Benefits of Physical Activity

You’ve likely heard the idea that sitting is harmful to your health.

Physical Activity can help your kids and family feel better right away with better sleep, better mood, and better grades! When your kids are feeling good, your life is that much easier. It doesn’t matter what you do, it just matters that you get up and get moving!

See below for some tips by age.

3-5 year olds: Improves bone health and maintains healthy weight.

6-13 year olds: Improves cognitive functions such as attention, reasoning, problem-solving, memory, language, and learning. Reduces risk of depression.

Adults: Improves quality of life, bone health, and sleep. Reduces risk of cancer, depression and anxiety.

Older Adults: Improves the ability to perform basic actions, memory, concentration, and processing speed. Reduce risk of fall-related injuries and dementia.

Overall some Physical Activity is better than none!

Key Guidelines

Based on the best science, everyone can dramatically improve their health just by moving – anytime, anywhere, and by any means that gets you active.

The most important guideline to remember is to move more and sit less. Any amount of physical activity has health benefits.

The physical activity guidelines recommend:

Youth and Teens: 60 minutes or more per day of moderate (carry on a conversation, but can’t sing) vigorous-intensity aerobic, muscle-strengthening, and/or bone-strengthening activities.

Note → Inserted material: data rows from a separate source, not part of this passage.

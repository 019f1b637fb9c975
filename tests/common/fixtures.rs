//! Fixtures shared by the integration tests.

use prize_pool::repository::{RewardRepository, RewardStatus};
use prize_pool::{
    ManualClock, MemoryRepository, Metrics, Planner, PrizeService, Reward, RewardId,
};
use prize_pool::store::MemoryStore;
use std::sync::Arc;
use std::time::Duration;

/// 2023-11-14 22:13:20 UTC.
pub const NOW: i64 = 1_700_000_000;
pub const DAY: i64 = 86_400;

/// An active reward whose window comfortably covers `NOW`.
pub fn reward(id: RewardId, total: u64, period_days: u32) -> Reward {
    Reward {
        id,
        name: format!("reward-{}", id),
        total,
        remaining: total,
        time_begin: NOW - 3_600,
        time_end: NOW + 30 * DAY,
        period_days,
        status: RewardStatus::Active,
        ..Reward::default()
    }
}

/// A service wired over in-memory stores with a manual clock at `NOW`.
pub struct TestEnvironment {
    pub repo: Arc<MemoryRepository>,
    pub clock: Arc<ManualClock>,
    pub metrics: Arc<Metrics>,
    pub service: Arc<PrizeService>,
}

impl TestEnvironment {
    pub fn new() -> Self {
        let repo = Arc::new(MemoryRepository::new());
        Self::with_rewards(repo.clone(), repo)
    }

    /// Use `rewards` for reward records while codes stay in `repo`.
    pub fn with_rewards(repo: Arc<MemoryRepository>, rewards: Arc<dyn RewardRepository>) -> Self {
        let clock = Arc::new(ManualClock::new(NOW));
        let metrics = Arc::new(Metrics::new());
        let service = Arc::new(PrizeService::new(
            rewards,
            repo.clone(),
            Arc::new(MemoryStore::new()),
            Duration::from_secs(2),
            Planner::default(),
            clock.clone(),
            Arc::clone(&metrics),
        ));
        Self {
            repo,
            clock,
            metrics,
            service,
        }
    }
}

impl Default for TestEnvironment {
    fn default() -> Self {
        Self::new()
    }
}
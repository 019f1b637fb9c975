//! Single-use code cache.
//!
//! Every reward with coupon-style codes has a live set `reward_codes:{<id>}`
//! holding the codes nobody has claimed yet. The braces are a cluster hash
//! tag, keeping the live set and its staging keys in one slot. Claiming pops one member
//! atomically, so a code is handed out at most once no matter how many
//! claimants race for it.

use crate::error::PoolResult;
use crate::repository::{Code, RewardId};
use crate::store::{timed, KvStore, StagedSet, SwapOutcome};
use std::sync::Arc;
use std::time::Duration;
use tracing::{debug, info};

/// Live set key for a reward's codes.
pub fn code_set_key(reward_id: RewardId) -> String {
    format!("reward_codes:{{{}}}", reward_id)
}

/// Outcome of a full refresh.
#[derive(Debug, Clone, Copy, PartialEq, Eq)]
pub struct RefreshReport {
    pub succeeded: u64,
    pub failed: u64,
    pub outcome: SwapOutcome,
}

/// Codes available in the store of record versus codes in the live set.
#[derive(Debug, Clone, Copy, PartialEq, Eq)]
pub struct CodeCounts {
    pub available: u64,
    pub cached: u64,
}

#[derive(Clone)]
pub struct CodeCache {
    store: Arc<dyn KvStore>,
    op_timeout: Duration,
}

impl CodeCache {
    pub fn new(store: Arc<dyn KvStore>, op_timeout: Duration) -> Self {
        Self { store, op_timeout }
    }

    /// Take one code out of the live set, if any is left.
    pub async fn claim(&self, reward_id: RewardId) -> PoolResult<Option<String>> {
        let key = code_set_key(reward_id);
        let code = timed("spop", self.op_timeout, self.store.spop(&key)).await?;
        if code.is_none() {
            debug!(reward_id, "Code set empty");
        }
        Ok(code)
    }

    /// Add one code to the live set. Re-importing a code is a no-op.
    pub async fn import(&self, reward_id: RewardId, code: &str) -> PoolResult<()> {
        let key = code_set_key(reward_id);
        timed("sadd", self.op_timeout, self.store.sadd(&key, code)).await?;
        Ok(())
    }

    /// Rebuild the live set from `codes`, keeping only the available ones.
    ///
    /// The new set is staged under a shadow key and swapped in atomically.
    pub async fn refresh(&self, reward_id: RewardId, codes: &[Code]) -> PoolResult<RefreshReport> {
        let key = code_set_key(reward_id);
        let mut staged = StagedSet::begin(self.store.as_ref(), &key, self.op_timeout);

        for code in codes.iter().filter(|c| c.is_available()) {
            staged.stage(&code.code).await;
        }

        let succeeded = staged.staged();
        let failed = staged.failed();
        let outcome = staged.commit().await?;

        info!(
            operation = "code_refresh",
            reward_id,
            succeeded,
            failed,
            outcome = ?outcome,
        );
        Ok(RefreshReport {
            succeeded,
            failed,
            outcome,
        })
    }

    /// Number of codes currently in the live set.
    pub async fn cached_count(&self, reward_id: RewardId) -> PoolResult<u64> {
        let key = code_set_key(reward_id);
        timed("scard", self.op_timeout, self.store.scard(&key)).await
    }

    pub async fn counts(&self, reward_id: RewardId, codes: &[Code]) -> PoolResult<CodeCounts> {
        Ok(CodeCounts {
            available: codes.iter().filter(|c| c.is_available()).count() as u64,
            cached: self.cached_count(reward_id).await?,
        })
    }
}
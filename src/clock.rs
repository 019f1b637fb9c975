use std::sync::atomic::{AtomicI64, Ordering};

/// Source of the current time in unix seconds.
#[cfg_attr(test, mockall::automock)]
pub trait Clock: Send + Sync {
    fn now(&self) -> i64;
}

#[derive(Debug, Default, Clone, Copy)]
pub struct SystemClock;

impl Clock for SystemClock {
    fn now(&self) -> i64 {
        chrono::Utc::now().timestamp()
    }
}

/// A clock that only moves when told to. Used for replaying schedules.
#[derive(Debug, Default)]
pub struct ManualClock {
    now: AtomicI64,
}

impl ManualClock {
    pub fn new(now: i64) -> Self {
        Self {
            now: AtomicI64::new(now),
        }
    }

    pub fn set(&self, now: i64) {
        self.now.store(now, Ordering::SeqCst);
    }
}

impl Clock for ManualClock {
    fn now(&self) -> i64 {
        self.now.load(Ordering::SeqCst)
    }
}
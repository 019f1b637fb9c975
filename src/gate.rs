//! Inventory gate: the claim/credit protocol over the shared pool counter.
//!
//! Each reward's claimable units live in one field of the `reward_pool` hash.
//! A claim is a single atomic decrement; the unit is won iff the value after
//! the decrement is still non-negative. Losing claims leave the counter below
//! zero. The claim path never repairs that: the next credit does.

use crate::error::{PoolError, PoolResult};
use crate::repository::RewardId;
use crate::store::{timed, KvStore};
use std::sync::Arc;
use std::time::Duration;
use tracing::{debug, warn};

/// Hash holding one counter field per reward.
pub const POOL_KEY: &str = "reward_pool";

/// Result of crediting units into a pool.
#[derive(Debug, Clone, Copy, PartialEq, Eq)]
pub struct CreditOutcome {
    /// Counter value after the credit (and compensation, if any)
    pub value: i64,
    /// Extra units added because the post-credit value came back short
    pub compensated: u64,
}

#[derive(Clone)]
pub struct InventoryGate {
    store: Arc<dyn KvStore>,
    op_timeout: Duration,
}

impl InventoryGate {
    pub fn new(store: Arc<dyn KvStore>, op_timeout: Duration) -> Self {
        Self { store, op_timeout }
    }

    /// Try to take one unit.
    pub async fn claim(&self, reward_id: RewardId) -> PoolResult<bool> {
        let field = reward_id.to_string();
        let value = timed(
            "hincrby",
            self.op_timeout,
            self.store.hincr_by(POOL_KEY, &field, -1),
        )
        .await?;
        Ok(value >= 0)
    }

    /// Add `n` units.
    ///
    /// When the counter comes back below `n` (earlier overdraws pushed it
    /// negative), the shortfall is added once more so the pool ends up holding
    /// at least the credited units. A second shortfall is only logged.
    pub async fn credit(&self, reward_id: RewardId, n: u64) -> PoolResult<CreditOutcome> {
        let n = i64::try_from(n)
            .map_err(|_| PoolError::InvalidArgument(format!("credit of {} units overflows", n)))?;
        let field = reward_id.to_string();

        let value = timed(
            "hincrby",
            self.op_timeout,
            self.store.hincr_by(POOL_KEY, &field, n),
        )
        .await?;
        if value >= n {
            debug!(reward_id, credited = n, value, "Pool credited");
            return Ok(CreditOutcome {
                value,
                compensated: 0,
            });
        }

        let shortfall = n - value;
        debug!(reward_id, value, shortfall, "Pool came back short, compensating");
        let value = timed(
            "hincrby",
            self.op_timeout,
            self.store.hincr_by(POOL_KEY, &field, shortfall),
        )
        .await?;
        if value < n {
            warn!(
                reward_id,
                credited = n,
                value,
                "Pool still short after compensation"
            );
        }

        Ok(CreditOutcome {
            value,
            compensated: shortfall as u64,
        })
    }

    /// Best-effort read of the counter; a missing counter reads as 0.
    pub async fn peek(&self, reward_id: RewardId) -> PoolResult<i64> {
        let field = reward_id.to_string();
        let value = timed("hget", self.op_timeout, self.store.hget(POOL_KEY, &field)).await?;
        Ok(value.unwrap_or(0))
    }

    /// Unconditionally set the counter.
    pub async fn reset(&self, reward_id: RewardId, value: i64) -> PoolResult<()> {
        let field = reward_id.to_string();
        timed(
            "hset",
            self.op_timeout,
            self.store.hset(POOL_KEY, &field, value),
        )
        .await
    }

    /// Drop the counter of a retired reward.
    pub async fn retire(&self, reward_id: RewardId) -> PoolResult<()> {
        let field = reward_id.to_string();
        timed("hdel", self.op_timeout, self.store.hdel(POOL_KEY, &field)).await
    }

    /// Drop every pool counter.
    pub async fn reset_all(&self) -> PoolResult<()> {
        timed("del", self.op_timeout, self.store.del(POOL_KEY)).await
    }
}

Adults: 150 minutes (2 hours and 30 minutes) per week of moderate-intensity (walking briskly, vacuuming, or heavy gardening) activity.

You don’t need to go to the gym or take up jogging. Pick any activity that gets your heart rate up, such as walking. Try to do muscle-strengthening activities on two or more days a week.

Older Adults: 150 minutes of aerobic activity including balance and muscle-strengthening activities.

What is meant by intensity?

Light Intensity: moving at an even pace, able to have a conversation and sing. Examples: walking at a leisurely pace, cooking, light household chores.

Moderating Intensity: heart rate increased, you can carry on a conversation, but you can’t sing. Examples: walking quickly, yard work, vacuuming.

Vigorous Intensity: you can’t say more than a few words without pausing for a breath. Examples: running, carrying heavy groceries upstairs, fitness classes.

Everything Counts – Walk. Run. Dance. Play!